Two weeks ago I found out that my paper had been accepted for presentation and publication, and since then I have been invited to present my findings at the Graduate Symposium of my school, and possibly to share them in other locations as my academic schedule permits. I hope to be able to present at the Nevus Outreach Conference on my findings, but also to speak to validating the data in the Registry and how parents might contribute in many ways to the research efforts that I hope will lead to interventions and cures that will ensure that no more children die from any sequelae of being a nevus owner.
Rather than posting the entire 30-page paper here, I am posting the Abstract. Medical legends and lore not based firmly in reproducible evidenced based science must be challenged and brought into question otherwise no one will seek out the truth. In the instance of a cure for NCM we have been looking for a needle in a haystack; this paper is part of a larger collaborative effort lead by others that has cut the haystack in half, and allowed a more focused search by using a magnet instead of tweezers. But none of my work has been possible without the work of the giants whose shoulders I stand on, nor the caring selfless compassion of a lady who passed away 8 days ago. I am but a conduit who seeks to share a little light in the darkness.
Study of 1,160 Large Congenital Melanocytic Nevus Patients Shows No Connection to Primary Cutaneous Melanoma
A retrospective study on an internet based registry of patients with Large Congenital Melanocytic Nevi (LCMN) was conducted to explore possible misconceptions regarding morbidity and mortality. Prior studies based on the Nevus Outreach, Inc., Registry (NOIR) utilized a relatively small sample size (n = 379) and may have failed to uncover significant disease processes. The addition of >750 subjects to NOIR in the subsequent decade offers the possibility of greater insight into the underlying epidemiology of LCMN.
Consistent with prevailing medical opinion of the past four decades, it is hypothesized that LCMN correlates to a higher risk of morbidity and mortality via primary cutaneous malignant melanoma (PCM).
To challenge this hypothesis, non-parametric models, descriptive statistics and National Cancer Institute’s database—Surveillance, Epidemiology, and End Results (SEER)—were utilized. Following IRB approval from Methodist University, NOIR data was acquired and curated according to National Institute of Health (NIH) guidelines for rare disease registries.
Analysis of NOIR was first conducted in comparison with prior studies. From this review it was determined that sample size from various geographic areas within the data were insufficient to identify a geographic bias. It was additionally concluded that previous sample size was insufficient to draw conclusions based on a single verified finding. Previous conclusions of significance of phenotype correlating to a specific comorbidity remain valid. Other conclusions regarding gender, LCMN size and LCMN location, whether implicit or subsequently inferred based on correlation to a single variable, lack statistical validity.
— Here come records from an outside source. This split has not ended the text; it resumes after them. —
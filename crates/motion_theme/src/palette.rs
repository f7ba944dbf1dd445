//! Palette tokens

use motion_core::Color;

/// The four colors recomputed whenever the theme changes
#[derive(Clone, Copy, Debug, PartialEq)]
pub struct ThemePalette {
    pub page_background: Color,
    pub foreground: Color,
    pub accent: Color,
    pub accent2: Color,
}

impl ThemePalette {
    pub(crate) fn from_hex(page_background: u32, foreground: u32, accent: u32, accent2: u32) -> Self {
        Self {
            page_background: Color::from_hex(page_background),
            foreground: Color::from_hex(foreground),
            accent: Color::from_hex(accent),
            accent2: Color::from_hex(accent2),
        }
    }

    /// Relative luminance of the page background (0 = black, 1 = white)
    pub fn background_luminance(&self) -> f32 {
        let c = self.page_background;
        0.2126 * c.r + 0.7152 * c.g + 0.0722 * c.b
    }

    /// Whether foreground text sits on a dark page
    pub fn is_dark(&self) -> bool {
        self.background_luminance() < 0.5
    }
}
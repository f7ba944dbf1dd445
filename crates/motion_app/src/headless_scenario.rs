//! Scenario definition for headless playground runs.

use anyhow::{Context, Result};
use serde::Deserialize;
use std::path::Path;

/// Sequence of steps driving the playground.
#[derive(Debug, Clone, Deserialize)]
pub struct HeadlessScenario {
    pub steps: Vec<ScenarioStep>,
}

impl HeadlessScenario {
    /// Load a scenario from JSON text.
    pub fn from_json(input: &str) -> Result<Self> {
        serde_json::from_str(input).context("invalid scenario JSON")
    }

    /// Load a scenario from file.
    pub fn from_path(path: &Path) -> Result<Self> {
        let raw = std::fs::read_to_string(path)
            .with_context(|| format!("failed to read scenario {}", path.display()))?;
        Self::from_json(&raw)
    }
}

/// User actions, clock steps and assertions.
#[derive(Debug, Clone, PartialEq, Deserialize)]
#[serde(tag = "type", rename_all = "snake_case")]
pub enum ScenarioStep {
    Select { key: String },
    Theme { name: String },
    Speed { value: f64 },
    Combine { enabled: bool },
    #[serde(rename = "use_3d")]
    Use3d { enabled: bool },
    Start,
    Stop,
    Tick { frames: u32 },
    Wait { ms: u64 },
    AssertRunning { count: usize },
    AssertStageColor { hex: String },
}

impl ScenarioStep {
    /// Step name as written in scenario files
    pub fn name(&self) -> &'static str {
        match self {
            Self::Select { .. } => "select",
            Self::Theme { .. } => "theme",
            Self::Speed { .. } => "speed",
            Self::Combine { .. } => "combine",
            Self::Use3d { .. } => "use_3d",
            Self::Start => "start",
            Self::Stop => "stop",
            Self::Tick { .. } => "tick",
            Self::Wait { .. } => "wait",
            Self::AssertRunning { .. } => "assert_running",
            Self::AssertStageColor { .. } => "assert_stage_color",
        }
    }
}
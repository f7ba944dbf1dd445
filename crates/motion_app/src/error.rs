//! Error types for the playground library

use crate::config::ConfigError;
use thiserror::Error;

#[derive(Debug, Error)]
pub enum PlaygroundError {
    #[error("unknown animation `{0}`")]
    UnknownAnimation(String),

    #[error(transparent)]
    Config(#[from] ConfigError),
}

pub type Result<T> = std::result::Result<T, PlaygroundError>;
//! Timeline composition for a single animated value
//!
//! A timeline is a list of segments, each covering a normalized sub-range
//! `[begin, end]` of one cycle and tweening between two values with its own
//! easing. Sampling at a cycle progress returns the value of the segment that
//! covers it.

use crate::easing::Easing;
use smallvec::SmallVec;

/// One eased tween over part of a cycle
#[derive(Clone, Copy, Debug, PartialEq)]
pub struct Segment {
    /// Start of the segment (0.0 to 1.0)
    pub begin: f32,
    /// End of the segment (0.0 to 1.0)
    pub end: f32,
    pub from: f32,
    pub to: f32,
    pub easing: Easing,
}

impl Segment {
    fn value_at(&self, progress: f32) -> f32 {
        let span = self.end - self.begin;
        let local = if span <= f32::EPSILON {
            1.0
        } else {
            ((progress - self.begin) / span).clamp(0.0, 1.0)
        };
        let eased = self.easing.apply(local);
        self.from + (self.to - self.from) * eased
    }
}

/// Ordered set of segments driving one value
#[derive(Clone, Debug, Default)]
pub struct Timeline {
    segments: SmallVec<[Segment; 4]>,
}

impl Timeline {
    pub fn new() -> Self {
        Self::default()
    }

    /// A single tween over the whole cycle
    pub fn tween(from: f32, to: f32, easing: Easing) -> Self {
        Self::new().segment(0.0, 1.0, from, to, easing)
    }

    /// Add a segment. Segments are kept sorted by `begin`.
    pub fn segment(mut self, begin: f32, end: f32, from: f32, to: f32, easing: Easing) -> Self {
        let begin = begin.clamp(0.0, 1.0);
        let end = end.clamp(begin, 1.0);
        let at = self.segments.partition_point(|s| s.begin <= begin);
        self.segments.insert(
            at,
            Segment {
                begin,
                end,
                from,
                to,
                easing,
            },
        );
        self
    }

    pub fn segments(&self) -> &[Segment] {
        &self.segments
    }

    pub fn is_empty(&self) -> bool {
        self.segments.is_empty()
    }

    /// Value at a cycle progress (0.0 to 1.0).
    ///
    /// On a shared boundary the later segment wins. Before the first segment
    /// the first `from` holds; after the last the last `to` holds.
    pub fn sample(&self, progress: f32) -> f32 {
        let Some(first) = self.segments.first() else {
            return 0.0;
        };

        let progress = progress.clamp(0.0, 1.0);
        if progress < first.begin {
            return first.from;
        }

        let idx = self.segments.partition_point(|s| s.begin <= progress);
        // idx >= 1 because first.begin <= progress
        self.segments[idx - 1].value_at(progress)
    }
}
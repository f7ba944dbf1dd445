//! Cancellation tokens for animation run cycles
//!
//! A [`CancellationTokenSource`] is created per run cycle; tokens handed out
//! from it observe a single shared flag.

use crate::error::AnimationError;
use std::sync::atomic::{AtomicBool, Ordering};
use std::sync::Arc;

/// Owner side of a cancellation flag
#[derive(Debug, Default)]
pub struct CancellationTokenSource {
    flag: Arc<AtomicBool>,
}

impl CancellationTokenSource {
    pub fn new() -> Self {
        Self::default()
    }

    /// Hand out an observer of this source
    pub fn token(&self) -> CancellationToken {
        CancellationToken {
            flag: self.flag.clone(),
        }
    }

    /// Idempotent
    pub fn cancel(&self) {
        if !self.flag.swap(true, Ordering::AcqRel) {
            tracing::debug!("cancellation requested");
        }
    }

    pub fn is_cancelled(&self) -> bool {
        self.flag.load(Ordering::Acquire)
    }
}

/// Observer side of a cancellation flag
#[derive(Clone, Debug)]
pub struct CancellationToken {
    flag: Arc<AtomicBool>,
}

impl CancellationToken {
    /// A token that is never cancelled
    pub fn none() -> Self {
        Self {
            flag: Arc::new(AtomicBool::new(false)),
        }
    }

    pub fn is_cancelled(&self) -> bool {
        self.flag.load(Ordering::Acquire)
    }

    /// Returns `Err(AnimationError::Cancelled)` once the source is cancelled
    pub fn check(&self) -> Result<(), AnimationError> {
        if self.is_cancelled() {
            Err(AnimationError::Cancelled)
        } else {
            Ok(())
        }
    }
}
Researchers have struggled with correlating case study evidence and anecdotes of LCMN-linked melanoma to the reported patterns of morbidity and mortality within NOIR. The present study concluded that the additional data revealed a reported epidemiology of melanoma prevalence over a lifetime similar to SEER for the general population. Moreover, when prevalence of NOIR melanoma by age group was assessed for consistency with a diagnosis of primary cutaneous melanoma (PCM) in SEER, the diagnosis of PCM in the NOIR subjects was found to be overstated. The hypothesis that LCMN correlates to a higher risk of PCM was found to be false to a high degree of significance (p < 0.01), in that previously described cases of primary cutaneous melanoma arising within congenital melanocytic nevi are not melanoma.